Collected data
——

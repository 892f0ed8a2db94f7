//! Heat- and weight-driven styling
//!
//! Pure functions from (region hue, heat or weight) to colors, opacities and
//! scales. The discrete and batched layouts use slightly different curves:
//! batched nodes have no glow, so heat also shifts their hue toward amber.

use crate::palette::{Hsl, hsl_to_rgb};

/// Hue that hot batched nodes drift toward
const HOT_HUE: f32 = 0.12;

/// Appearance of a discrete node object and its glow
#[derive(Debug, Clone, Copy, PartialEq)]
pub struct NodeLook {
    pub color: [f32; 3],
    pub opacity: f32,
    pub scale: f32,
    pub glow_opacity: f32,
    pub glow_scale: f32,
}

/// Appearance of a discrete line object
#[derive(Debug, Clone, Copy, PartialEq)]
pub struct EdgeLook {
    pub color: [f32; 3],
    pub opacity: f32,
}

pub fn discrete_node(hue: Hsl, heat: f32) -> NodeLook {
    NodeLook {
        color: hsl_to_rgb(hue.h, hue.s, 0.25 + heat * 0.55),
        opacity: 0.4 + heat * 0.6,
        scale: 0.6 + heat * 0.8,
        glow_opacity: heat * 0.45,
        glow_scale: 0.06 + heat * 0.15,
    }
}

/// Color and uniform scale of one batched instance
pub fn batched_node(hue: Hsl, heat: f32) -> ([f32; 3], f32) {
    let h = hue.h + heat * (HOT_HUE - hue.h) * 0.3;
    let s = hue.s * (1.0 - heat * 0.5);
    let l = 0.2 + heat * 0.65;
    (hsl_to_rgb(h, s, l), 0.5 + heat)
}

pub fn discrete_edge(hue: Hsl, weight: f32, active: bool) -> EdgeLook {
    let w = weight.abs();
    if active {
        EdgeLook {
            color: hsl_to_rgb(hue.h, 1.0, 0.5 + w * 0.3),
            opacity: 0.3 + w * 0.5,
        }
    } else {
        EdgeLook {
            color: hsl_to_rgb(hue.h, hue.s * 0.6, 0.15 + w * 0.25),
            opacity: 0.03 + w * 0.15,
        }
    }
}

/// Per-vertex color of a batched segment, premultiplied by its opacity
/// since the shared line buffer has a single material.
pub fn batched_edge(hue: Hsl, weight: f32, active: bool) -> [f32; 3] {
    let w = weight.abs();
    let (opacity, s, l) = if active {
        (0.15 + w * 0.6, 1.0, 0.5)
    } else {
        (0.02 + w * 0.12, hue.s * 0.5, 0.15 + w * 0.2)
    };
    let [r, g, b] = hsl_to_rgb(hue.h, s, l);
    [r * opacity, g * opacity, b * opacity]
}

/// Opacity and (length, width) scale of an edge glow sprite
pub fn edge_glow(weight: f32, active: bool, length: f32) -> (f32, [f32; 2]) {
    let w = weight.abs();
    if active {
        (0.4 + w * 0.4, [length * 0.3, length * 0.1])
    } else {
        (w * 0.3, [length * 0.4, length * 0.15])
    }
}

——

(How to complete this task):
Pull out all lines containing the word "object" from the entries above.

(Your response):
/// Appearance of a discrete node object and its glow
/// Appearance of a discrete line object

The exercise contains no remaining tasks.